Saturday, July 2, 2022

Burning the Middle Class for Fuel: Failing Empire Strategy

The current "first principles" theory of the collapse of "complex societies" like large Empires is that their system hits a point of diminishing returns, then inexorably collapses. The Roman Empire expanded because conquests 1 through N-1 were profitable and allowed it to expand further for a time, but the Nth conquest was too costly. The explanation makes sense. The "collapse" is really like a going out of business sale. All the infrastructure and organizations that built the society get liquidated or fall into disrepair because they eventually become too costly to sustain.

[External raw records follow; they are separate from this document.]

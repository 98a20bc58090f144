use std::path::PathBuf;
use std::time::Duration;

use anyhow::{anyhow, Context, Result};
use axum::serve;
use chrono::{Duration as ChronoDuration, Utc};
use clap::{Parser, Subcommand};
use tokio::net::TcpListener;
use tracing::{error, info, warn};
use tracing_subscriber::EnvFilter;

use points_economy::backend::config::AppConfig;
use points_economy::backend::io::TokenAuthority;
use points_economy::backend::storage::BalanceRepository;
use points_economy::backend::{create_router, initialize_backend, AppState};

#[derive(Debug, Parser)]
#[command(name = "points-economy", version, about = "Points economy service")]
struct Cli {
    /// YAML configuration file; defaults apply when it does not exist
    #[arg(long, global = true, default_value = "points.yaml")]
    config: PathBuf,

    #[command(subcommand)]
    command: Option<Command>,
}

#[derive(Debug, Subcommand)]
enum Command {
    /// Run the HTTP server (default)
    Serve,
    /// Rebuild missing ledger entries for one user
    Backfill {
        #[arg(long)]
        uid: String,
    },
    /// Compare ledger sums with balances
    Audit {
        /// Audit one user instead of every user with a balance
        #[arg(long)]
        uid: Option<String>,
    },
    /// Sign a bearer token with the configured secret
    IssueToken {
        #[arg(long)]
        uid: String,
        #[arg(long)]
        name: Option<String>,
        #[arg(long, default_value_t = 24)]
        ttl_hours: i64,
    },
}

fn init_tracing() {
    let filter = EnvFilter::try_from_default_env().unwrap_or_else(|_| EnvFilter::new("info"));
    tracing_subscriber::fmt().with_env_filter(filter).init();
}

fn load_config(path: &PathBuf) -> Result<AppConfig> {
    let mut config = AppConfig::load(Some(path.as_path()))
        .with_context(|| format!("failed to load configuration from {}", path.display()))?;
    config.apply_env_overrides(|key| std::env::var(key).ok());
    config.validate()?;
    Ok(config)
}

#[tokio::main]
async fn main() -> Result<()> {
    init_tracing();
    let cli = Cli::parse();
    let config = load_config(&cli.config)?;

    match cli.command.unwrap_or(Command::Serve) {
        Command::Serve => serve_http(&config).await,
        Command::Backfill { uid } => {
            let state = initialize_backend(&config).await?;
            let result = state
                .backfill_service
                .backfill_user(&uid)
                .await
                .map_err(|e| anyhow!("backfill failed: {}", e))?;
            println!(
                "{}: backfilled {}, already present {}, estimated {}",
                uid, result.backfilled_count, result.skipped_count, result.estimated_count
            );
            Ok(())
        }
        Command::Audit { uid } => {
            let state = initialize_backend(&config).await?;
            run_audit(&state, uid).await
        }
        Command::IssueToken { uid, name, ttl_hours } => {
            let authority = TokenAuthority::new(&config.auth.token_secret, &config.auth.admin_uids);
            let expires_at = Utc::now() + ChronoDuration::hours(ttl_hours);
            let token = authority
                .issue(&uid, name.as_deref(), expires_at)
                .map_err(|e| anyhow!("cannot issue token: {}", e))?;
            println!("{}", token);
            Ok(())
        }
    }
}

async fn serve_http(config: &AppConfig) -> Result<()> {
    if config.auth.token_secret.is_empty() {
        warn!("No token secret configured; every authenticated request will be rejected");
    }
    let state = initialize_backend(config).await?;

    let limiter = state.award_limiter.clone();
    let prune_every = Duration::from_secs(config.rate_limit.window_secs.max(1));
    tokio::spawn(async move {
        let mut interval = tokio::time::interval(prune_every);
        loop {
            interval.tick().await;
            limiter.prune();
        }
    });

    let router = create_router(state, &config.server)?;
    let listener = TcpListener::bind(&config.server.bind)
        .await
        .with_context(|| format!("failed to bind {}", config.server.bind))?;
    info!("Points economy API listening on {}", config.server.bind);
    if let Err(e) = serve(listener, router).await {
        error!("Axum server error: {}", e);
        return Err(e.into());
    }
    Ok(())
}

async fn run_audit(state: &AppState, uid: Option<String>) -> Result<()> {
    let uids = match uid {
        Some(uid) => vec![uid],
        None => BalanceRepository::new(state.db.clone()).list_uids().await?,
    };

    let mut drifted = 0;
    for uid in &uids {
        let audit = state
            .balance_service
            .audit(uid)
            .await
            .map_err(|e| anyhow!("audit of {} failed: {}", uid, e))?;
        if !audit.is_reconciled() {
            drifted += 1;
        }
        println!(
            "{}\tbalance={}\tledger={}\tdrift={}\tentries={}\tbackfilled={}",
            uid,
            audit.balance_points,
            audit.ledger_points,
            audit.drift(),
            audit.transaction_count,
            audit.backfilled_count
        );
    }
    info!("Audited {} users, {} with drift", uids.len(), drifted);
    Ok(())
}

The Western Empire expanded from the 1400s through the 20th century. It extracted wealth from around the world and piled it up in national capitals like London and New York. It built up industry and infrastructure internally until recently. Then in the 1980s, it started to burn the working class and the middle class by shipping manufacturing overseas.

It offered ostensible benefits to society at large with these economic changes, such as increased productivity and more efficient use of resources, but really it was just an attempt to concentrate wealth in fewer hands. That process continued through the present day and new strategies for wealth extraction that incorporated government to form cartels, like the covid vaccination campaign, Obamacare, and many others.

The top of the pyramid is consuming the rest of the society like a giant parasite. I'd say that's well past the point of diminishing returns.